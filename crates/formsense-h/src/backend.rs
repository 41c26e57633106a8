use crate::cdp::CdpClient;
use crate::eval::{self, EvalSettings};
use async_trait::async_trait;
use formsense_engine::backend::{Backend, BackendError, Evaluation, NavigationResult, ScriptBridge};
use formsense_engine::config::EngineConfig;
use tracing::info;

pub struct HeadlessBackend {
    client: Option<CdpClient>,
    visible: bool,
    settings: EvalSettings,
}

impl HeadlessBackend {
    pub fn new() -> Self {
        Self::new_with_visibility(false)
    }

    pub fn new_with_visibility(visible: bool) -> Self {
        Self {
            client: None,
            visible,
            settings: EvalSettings::default(),
        }
    }

    /// Evaluation timeout and context retries come from the engine config.
    pub fn with_config(mut self, config: &EngineConfig) -> Self {
        self.settings = EvalSettings::from(config);
        self
    }

    pub fn get_client(&self) -> Option<&CdpClient> {
        self.client.as_ref()
    }

    async fn navigation_result(page: &chromiumoxide::Page) -> Result<NavigationResult, BackendError> {
        let title = page
            .get_title()
            .await
            .unwrap_or_default()
            .unwrap_or_default();
        let url = page
            .url()
            .await
            .map_err(|e| BackendError::Navigation(e.to_string()))?
            .unwrap_or_default();
        Ok(NavigationResult {
            url,
            title,
            status: 200,
        })
    }
}

impl Default for HeadlessBackend {
    fn default() -> Self {
        Self::new()
    }
}

#[async_trait]
impl ScriptBridge for HeadlessBackend {
    async fn evaluate(&mut self, script: &str) -> Result<Evaluation, BackendError> {
        let client = self.client.as_ref().ok_or(BackendError::NotReady)?;
        eval::evaluate(&client.page, script, &self.settings).await
    }
}

#[async_trait]
impl Backend for HeadlessBackend {
    async fn launch(&mut self) -> Result<(), BackendError> {
        info!(visible = self.visible, "launching Chromium");
        let client = CdpClient::launch(self.visible)
            .await
            .map_err(|e| BackendError::Other(e.to_string()))?;
        self.client = Some(client);
        Ok(())
    }

    async fn close(&mut self) -> Result<(), BackendError> {
        if let Some(client) = self.client.take() {
            client
                .close()
                .await
                .map_err(|e| BackendError::Other(e.to_string()))?;
        }
        Ok(())
    }

    async fn is_ready(&self) -> bool {
        self.client.is_some()
    }

    async fn navigate(&mut self, url: &str) -> Result<NavigationResult, BackendError> {
        let client = self.client.as_mut().ok_or(BackendError::NotReady)?;

        info!(%url, "navigating");
        client
            .page
            .goto(url)
            .await
            .map_err(|e| BackendError::Navigation(e.to_string()))?;

        Self::navigation_result(&client.page).await
    }
}
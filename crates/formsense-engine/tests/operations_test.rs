mod common;

use common::FakePage;
use formsense_engine::config::FormSenseConfig;
use formsense_engine::dom::SnapshotBuilder;
use formsense_engine::executor::FormEngine;
use formsense_engine::protocol::{DomEvent, DomStep, FieldType, NodeId};
use formsense_engine::result::{Confidence, FailureKind, InteractionOutcome, MatchMethod};

fn pairs(values: &[(&str, &str)]) -> Vec<(String, String)> {
    values
        .iter()
        .map(|(k, v)| (k.to_string(), v.to_string()))
        .collect()
}

struct SignupPage {
    builder: SnapshotBuilder,
    name: NodeId,
    email: NodeId,
    plan: NodeId,
    terms: NodeId,
    submit: NodeId,
}

fn signup_page() -> SignupPage {
    let mut b = SnapshotBuilder::new();
    let body = b.body();
    let form = b.element(body, "form", &[("id", "signup")]);

    let row = b.element(form, "div", &[("class", "form-group")]);
    b.text_element(row, "label", &[("for", "name")], "Name");
    let name = b.element(row, "input", &[("id", "name"), ("name", "name")]);

    let row = b.element(form, "div", &[("class", "form-group")]);
    b.text_element(row, "label", &[("for", "email")], "Email");
    let email = b.element(row, "input", &[("id", "email"), ("type", "email")]);

    let row = b.element(form, "div", &[("class", "form-group")]);
    b.text_element(row, "span", &[], "Plan");
    let plan = b.element(row, "select", &[("name", "plan")]);
    b.options(plan, &[("", "Pick one"), ("free", "Free"), ("pro", "Professional")]);

    let row = b.element(form, "div", &[("class", "form-group")]);
    b.text_element(row, "span", &[], "Accept terms");
    b.element(row, "input", &[("name", "comment")]);
    let terms = b.element(row, "input", &[("type", "checkbox"), ("name", "terms")]);

    let submit = b.text_element(form, "button", &[("type", "submit"), ("class", "primary")], "Sign up");

    SignupPage {
        builder: b,
        name,
        email,
        plan,
        terms,
        submit,
    }
}

#[tokio::test]
async fn test_multi_field_fill_is_independent_per_field() {
    let page_def = signup_page();
    let mut page = FakePage::new(&page_def.builder);
    let engine = FormEngine::default();

    let results = engine
        .fill_form(
            &mut page,
            &pairs(&[
                ("Name", "Grace"),
                ("Favourite planet", "Mars"),
                ("Email", "grace@navy.mil"),
                ("Plan", "pro"),
            ]),
        )
        .await;

    let ok: Vec<bool> = results.iter().map(|r| r.success).collect();
    assert_eq!(ok, vec![true, false, true, true]);
    assert_eq!(page.value(page_def.name), Some("Grace"));
    assert_eq!(page.value(page_def.email), Some("grace@navy.mil"));
    assert_eq!(page.value(page_def.plan), Some("pro"));
    assert_eq!(page.snapshots_taken, 4);
    assert_eq!(page.injections, 1);
}

#[tokio::test]
async fn test_boolean_descriptor_prefers_checkbox() {
    let page_def = signup_page();
    let mut page = FakePage::new(&page_def.builder);
    let engine = FormEngine::default();

    let results = engine
        .fill_form(&mut page, &pairs(&[("Accept terms", "yes")]))
        .await;

    assert!(results[0].success, "{:?}", results[0].message);
    assert_eq!(results[0].score, Some(95));
    assert!(page.is_checked(page_def.terms));
    assert_eq!(
        results[0].outcome,
        Some(InteractionOutcome::Checkbox {
            checked: true,
            changed: true
        })
    );
}

#[tokio::test]
async fn test_checkbox_is_idempotent() {
    let page_def = signup_page();
    let mut page = FakePage::new(&page_def.builder);
    let engine = FormEngine::default();

    let first = engine.check_checkbox(&mut page, "terms", true).await;
    let second = engine.check_checkbox(&mut page, "terms", true).await;

    assert!(first.success && second.success);
    assert_eq!(first.method, Some(MatchMethod::IdOrName));
    assert!(page.is_checked(page_def.terms));
    assert_eq!(page.applied.len(), 1);
    let clicks = page
        .steps_for(page_def.terms)
        .into_iter()
        .filter(|s| *s == DomStep::Click)
        .count();
    assert_eq!(clicks, 1);
}

#[tokio::test]
async fn test_select_reports_available_options() {
    let page_def = signup_page();
    let mut page = FakePage::new(&page_def.builder);
    let engine = FormEngine::default();

    let result = engine.select_option(&mut page, "plan", "Enterprise").await;

    assert!(!result.success);
    assert_eq!(result.failure, Some(FailureKind::OptionNotFound));
    assert_eq!(
        result.message.as_deref(),
        Some("Option 'Enterprise' not found. Available: Pick one, Free, Professional")
    );
    assert!(page.applied.is_empty());
}

#[tokio::test]
async fn test_select_falls_back_to_descriptor() {
    let page_def = signup_page();
    let mut page = FakePage::new(&page_def.builder);
    let engine = FormEngine::default();

    let result = engine.select_option(&mut page, "Plan", "free").await;

    assert!(result.success, "{:?}", result.message);
    assert_eq!(result.method, Some(MatchMethod::ExactTextMatchSingleInput));
    assert_eq!(page.node(page_def.plan).state.selected_index, Some(1));
    let steps = page.steps_for(page_def.plan);
    assert_eq!(
        steps.last(),
        Some(&DomStep::Dispatch {
            event: DomEvent::Change
        })
    );
    assert!(!steps.contains(&DomStep::Dispatch {
        event: DomEvent::Blur
    }));
}

#[tokio::test]
async fn test_click_custom_filters_by_attribute() {
    let mut b = SnapshotBuilder::new();
    let body = b.body();
    let hidden = b.text_element(body, "div", &[("class", "chip"), ("data-kind", "b")], "Beta");
    b.hidden(hidden);
    b.text_element(body, "div", &[("class", "chip"), ("data-kind", "a")], "Alpha");
    let visible_b = b.text_element(body, "div", &[("class", "chip"), ("data-kind", "b")], "Beta");
    let mut page = FakePage::new(&b);
    let engine = FormEngine::default();

    let result = engine
        .click_custom_element(&mut page, "div", Some("data-kind"), Some("b"))
        .await;
    assert!(result.success, "{:?}", result.message);
    assert_eq!(page.steps_for(visible_b), vec![DomStep::ScrollIntoView, DomStep::Click]);

    let missing = engine
        .click_custom_element(&mut page, "div", None, Some("Gamma"))
        .await;
    assert!(!missing.success);
    assert_eq!(missing.failure, Some(FailureKind::NotFound));
    assert_eq!(
        missing.message.as_deref(),
        Some("Could not find element: div [text~Gamma]")
    );
}

#[tokio::test]
async fn test_click_and_submit() {
    let page_def = signup_page();
    let mut page = FakePage::new(&page_def.builder);
    let engine = FormEngine::default();

    let clicked = engine.click_element(&mut page, "button").await;
    assert!(clicked.success);
    assert_eq!(
        clicked.outcome,
        Some(InteractionOutcome::Clicked {
            tag: "button".into()
        })
    );
    assert_eq!(page.steps_for(page_def.submit).last(), Some(&DomStep::Click));

    let submitted = engine.submit_form(&mut page, None).await;
    assert!(submitted.success);
    assert_eq!(
        submitted.outcome,
        Some(InteractionOutcome::Submitted {
            form: Some("signup".into())
        })
    );
    let last_plan = page.applied.last().unwrap();
    assert_eq!(last_plan.len(), 1);
    assert_eq!(last_plan[0].step, DomStep::Submit);
}

#[tokio::test]
async fn test_debug_element_reports_without_touching_page() {
    let page_def = signup_page();
    let mut page = FakePage::new(&page_def.builder);
    let engine = FormEngine::default();

    let result = engine.debug_element(&mut page, "#email").await;

    assert!(result.success);
    let Some(InteractionOutcome::Debug(info)) = result.outcome else {
        panic!("expected debug outcome");
    };
    assert_eq!(info.field_type, FieldType::Input("email".into()));
    assert_eq!(info.label, "Email");
    assert_eq!(info.xpath, "//*[@id=\"email\"]");
    assert_eq!(info.match_count, 1);
    assert!(info.visibility.visible);
    assert!(page.applied.is_empty());

    let missing = engine.debug_element(&mut page, "#nope").await;
    assert_eq!(missing.failure, Some(FailureKind::NotFound));
}

#[tokio::test]
async fn test_fill_by_xpath() {
    let page_def = signup_page();
    let mut page = FakePage::new(&page_def.builder);
    let engine = FormEngine::default();

    let results = engine
        .fill_by_xpath(
            &mut page,
            &pairs(&[("//*[@id=\"name\"]", "Linus"), ("not-an-xpath", "x")]),
        )
        .await;

    assert!(results[0].success);
    assert_eq!(results[0].method, Some(MatchMethod::Xpath));
    assert_eq!(results[0].score, None);
    assert_eq!(page.value(page_def.name), Some("Linus"));
    assert!(!results[1].success);
    assert_eq!(results[1].failure, Some(FailureKind::NotFound));
}

#[tokio::test]
async fn test_detect_then_map_round_trip() {
    let page_def = signup_page();
    let mut page = FakePage::new(&page_def.builder);
    let mut engine = FormEngine::default();

    let detected = engine.detect_fields(&mut page).await.unwrap();
    let mapped = engine.map_fields(&mut page).await.unwrap();

    assert_eq!(detected.len(), 5);
    assert_eq!(detected.len(), mapped.len());
    for (d, m) in detected.iter().zip(&mapped) {
        assert_eq!(d.label, m.label);
        assert_eq!(d.field_type, m.field_type);
        assert_eq!(d.selector, m.selector);
        assert!(m.xpath.is_some());
        assert!(m.example.is_some());
    }
    assert_eq!(mapped[0].example.as_deref(), Some("John Doe"));
    assert_eq!(mapped[2].example.as_deref(), Some("Free"));
    assert_eq!(engine.last_fields().map(|f| f.len()), Some(5));
}

#[tokio::test]
async fn test_resolution_is_deterministic() {
    let page_def = signup_page();
    let engine = FormEngine::default();

    let mut first_page = FakePage::new(&page_def.builder);
    let mut second_page = FakePage::new(&page_def.builder);
    let first = engine
        .fill_form(&mut first_page, &pairs(&[("Plan", "free"), ("comment", "hi")]))
        .await;
    let second = engine
        .fill_form(&mut second_page, &pairs(&[("Plan", "free"), ("comment", "hi")]))
        .await;

    assert_eq!(first, second);
    assert_eq!(first_page.applied, second_page.applied);
}

#[tokio::test]
async fn test_higher_score_wins_across_strategies() {
    let mut b = SnapshotBuilder::new();
    let body = b.body();
    let row = b.element(body, "div", &[]);
    b.text_element(row, "span", &[], "Phone");
    let labeled = b.element(row, "input", &[("name", "p1")]);
    let by_id = b.element(body, "input", &[("id", "phone")]);
    let mut page = FakePage::new(&b);
    let engine = FormEngine::default();

    let results = engine.fill_form(&mut page, &pairs(&[("Phone", "555")])).await;

    assert_eq!(results[0].method, Some(MatchMethod::ExactTextMatchSingleInput));
    assert_eq!(page.value(labeled), Some("555"));
    assert_eq!(page.value(by_id), None);
}

#[tokio::test]
async fn test_low_score_is_accepted_but_flagged() {
    let mut b = SnapshotBuilder::new();
    let body = b.body();
    b.element(body, "input", &[("name", "customer_reference_code")]);
    let mut page = FakePage::new(&b);
    let mut config = FormSenseConfig::default();
    config.engine.low_confidence_threshold = 80;
    let engine = FormEngine::new(config);

    let results = engine
        .fill_form(&mut page, &pairs(&[("reference", "R-1")]))
        .await;

    assert!(results[0].success);
    assert_eq!(results[0].method, Some(MatchMethod::PartialAttributeMatch));
    assert_eq!(
        results[0].confidence(engine.config().engine.low_confidence_threshold),
        Some(Confidence::AmbiguousAccepted)
    );
}

#[tokio::test]
async fn test_exact_label_beats_direct_id_match() {
    let mut b = SnapshotBuilder::new();
    let body = b.body();
    let row = b.element(body, "div", &[]);
    b.text_element(row, "span", &[], "Zip");
    b.element(row, "input", &[("type", "checkbox")]);
    let labeled = b.element(row, "input", &[("name", "postal")]);
    let by_id = b.element(body, "input", &[("id", "zip")]);
    let mut page = FakePage::new(&b);
    let engine = FormEngine::default();

    let results = engine.fill_form(&mut page, &pairs(&[("Zip", "12345")])).await;

    assert!(results[0].success, "{:?}", results[0].message);
    assert_eq!(results[0].method, Some(MatchMethod::ExactTextMatchFirstTextInput));
    assert_eq!(results[0].score, Some(95));
    assert_eq!(page.value(labeled), Some("12345"));
    assert_eq!(page.value(by_id), None);
}

#[tokio::test]
async fn test_exact_label_beats_platform_pattern() {
    let mut b = SnapshotBuilder::new();
    let body = b.body();
    let row = b.element(body, "div", &[]);
    b.text_element(row, "span", &[], "Age");
    b.element(row, "input", &[("type", "checkbox")]);
    let labeled = b.element(row, "input", &[("name", "age")]);
    let item = b.element(body, "div", &[("class", "Qr7Oae"), ("role", "listitem")]);
    b.text_element(item, "div", &[("class", "M7eMe")], "Age group");
    let radio = b.element(item, "div", &[("role", "radio"), ("aria-label", "Adult")]);
    let mut page = FakePage::new(&b);
    let engine = FormEngine::default();

    let results = engine.fill_form(&mut page, &pairs(&[("Age", "30")])).await;

    assert!(results[0].success, "{:?}", results[0].message);
    assert_eq!(results[0].method, Some(MatchMethod::ExactTextMatchFirstTextInput));
    assert_eq!(page.value(labeled), Some("30"));
    assert!(!page.is_checked(radio));
}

**WHAT THIS TASK INVOLVES:** Lines containing the word "None": say how many there are in the material, with no other text.

**EXERCISE ANSWER:** 6